- _Assignment_
The entries must be restated exactly as written.

- _Available data_
((

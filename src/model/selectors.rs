//! Cached inclusion state of an item in the emitted API variants.

use std::cell::Cell;

/// Per-item hidden/removed/doc-only state.
///
/// Each flag starts unresolved and is computed on first read (see
/// [`Codebase::is_hidden`](super::Codebase::is_hidden) and friends), then
/// cached. A flag can later be forced on, never off.
#[derive(Clone, Debug, Default)]
pub struct ApiVariantSelectors {
    originally_hidden: Cell<Option<bool>>,
    hidden: Cell<Option<bool>>,
    removed: Cell<Option<bool>>,
    doc_only: Cell<Option<bool>>,
}

impl ApiVariantSelectors {
    /// Selectors that compute their state lazily from the item and its containers.
    pub fn new() -> Self {
        Self::default()
    }

    /// Selectors whose state is already known, for inputs that were filtered
    /// before they reached the model (such as signature text).
    pub fn resolved(hidden: bool, removed: bool, doc_only: bool) -> Self {
        Self {
            originally_hidden: Cell::new(Some(hidden)),
            hidden: Cell::new(Some(hidden)),
            removed: Cell::new(Some(removed)),
            doc_only: Cell::new(Some(doc_only)),
        }
    }

    pub(crate) fn originally_hidden(&self, compute: impl FnOnce() -> bool) -> bool {
        cached(&self.originally_hidden, compute)
    }

    pub(crate) fn hidden(&self, compute: impl FnOnce() -> bool) -> bool {
        cached(&self.hidden, compute)
    }

    pub(crate) fn removed(&self, compute: impl FnOnce() -> bool) -> bool {
        cached(&self.removed, compute)
    }

    pub(crate) fn doc_only(&self, compute: impl FnOnce() -> bool) -> bool {
        cached(&self.doc_only, compute)
    }

    pub(crate) fn force_hidden(&self) {
        self.hidden.set(Some(true));
    }

    pub(crate) fn force_removed(&self) {
        self.removed.set(Some(true));
    }

    pub(crate) fn force_doc_only(&self) {
        self.doc_only.set(Some(true));
    }

    /// A fresh copy for a duplicated item: nothing resolved yet.
    pub(crate) fn duplicate(&self) -> Self {
        Self::default()
    }
}

fn cached(cell: &Cell<Option<bool>>, compute: impl FnOnce() -> bool) -> bool {
    if let Some(value) = cell.get() {
        return value;
    }
    let value = compute();
    // Forcing during `compute` wins over the computed value.
    let value = cell.get().map_or(value, |forced| forced || value);
    cell.set(Some(value));
    value
}

#[cfg(test)]
mod tests {
    use super::*;

    #[test]
    fn test_computed_once() {
        let selectors = ApiVariantSelectors::new();
        assert!(!selectors.hidden(|| false));
        // Cached: a different answer from `compute` is ignored.
        assert!(!selectors.hidden(|| true));
    }

    #[test]
    fn test_force_never_unforces() {
        let selectors = ApiVariantSelectors::new();
        assert!(!selectors.removed(|| false));
        selectors.force_removed();
        assert!(selectors.removed(|| false));
    }

    #[test]
    fn test_resolved() {
        let selectors = ApiVariantSelectors::resolved(true, false, false);
        assert!(selectors.hidden(|| false));
        assert!(selectors.originally_hidden(|| false));
        assert!(!selectors.doc_only(|| true));
    }
}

))

- _Solution to this exercise_
filename src/model/selectors.rs
//! Cached inclusion state of an item in the emitted API variants.

use std::cell::Cell;

/// Per-item hidden/removed/doc-only state.
///
/// Each flag starts unresolved and is computed on first read (see
/// [`Codebase::is_hidden`](super::Codebase::is_hidden) and friends), then
/// cached. A flag can later be forced on, never off.
#[derive(Clone, Debug, Default)]
pub struct ApiVariantSelectors {
    originally_hidden: Cell<Option<bool>>,
    hidden: Cell<Option<bool>>,
    removed: Cell<Option<bool>>,
    doc_only: Cell<Option<bool>>,
}

impl ApiVariantSelectors {
    /// Selectors that compute their state lazily from the item and its containers.
    pub fn new() -> Self {
        Self::default()
    }

    /// Selectors whose state is already known, for inputs that were filtered
    /// before they reached the model (such as signature text).
    pub fn resolved(hidden: bool, removed: bool, doc_only: bool) -> Self {
        Self {
            originally_hidden: Cell::new(Some(hidden)),
            hidden: Cell::new(Some(hidden)),
            removed: Cell::new(Some(removed)),
            doc_only: Cell::new(Some(doc_only)),
        }
    }

    pub(crate) fn originally_hidden(&self, compute: impl FnOnce() -> bool) -> bool {
        cached(&self.originally_hidden, compute)
    }

    pub(crate) fn hidden(&self, compute: impl FnOnce() -> bool) -> bool {
        cached(&self.hidden, compute)
    }

    pub(crate) fn removed(&self, compute: impl FnOnce() -> bool) -> bool {
        cached(&self.removed, compute)
    }

    pub(crate) fn doc_only(&self, compute: impl FnOnce() -> bool) -> bool {
        cached(&self.doc_only, compute)
    }

    pub(crate) fn force_hidden(&self) {
        self.hidden.set(Some(true));
    }

    pub(crate) fn force_removed(&self) {
        self.removed.set(Some(true));
    }

    pub(crate) fn force_doc_only(&self) {
        self.doc_only.set(Some(true));
    }

    /// A fresh copy for a duplicated item: nothing resolved yet.
    pub(crate) fn duplicate(&self) -> Self {
        Self::default()
    }
}

fn cached(cell: &Cell<Option<bool>>, compute: impl FnOnce() -> bool) -> bool {
    if let Some(value) = cell.get() {
        return value;
    }
    let value = compute();
    // Forcing during `compute` wins over the computed value.
    let value = cell.get().map_or(value, |forced| forced || value);
    cell.set(Some(value));
    value
}

#[cfg(test)]
mod tests {
    use super::*;

    #[test]
    fn test_computed_once() {
        let selectors = ApiVariantSelectors::new();
        assert!(!selectors.hidden(|| false));
        // Cached: a different answer from `compute` is ignored.
        assert!(!selectors.hidden(|| true));
    }

    #[test]
    fn test_force_never_unforces() {
        let selectors = ApiVariantSelectors::new();
        assert!(!selectors.removed(|| false));
        selectors.force_removed();
        assert!(selectors.removed(|| false));
    }

    #[test]
    fn test_resolved() {
        let selectors = ApiVariantSelectors::resolved(true, false, false);
        assert!(selectors.hidden(|| false));
        assert!(selectors.originally_hidden(|| false));
        assert!(!selectors.doc_only(|| true));
    }
}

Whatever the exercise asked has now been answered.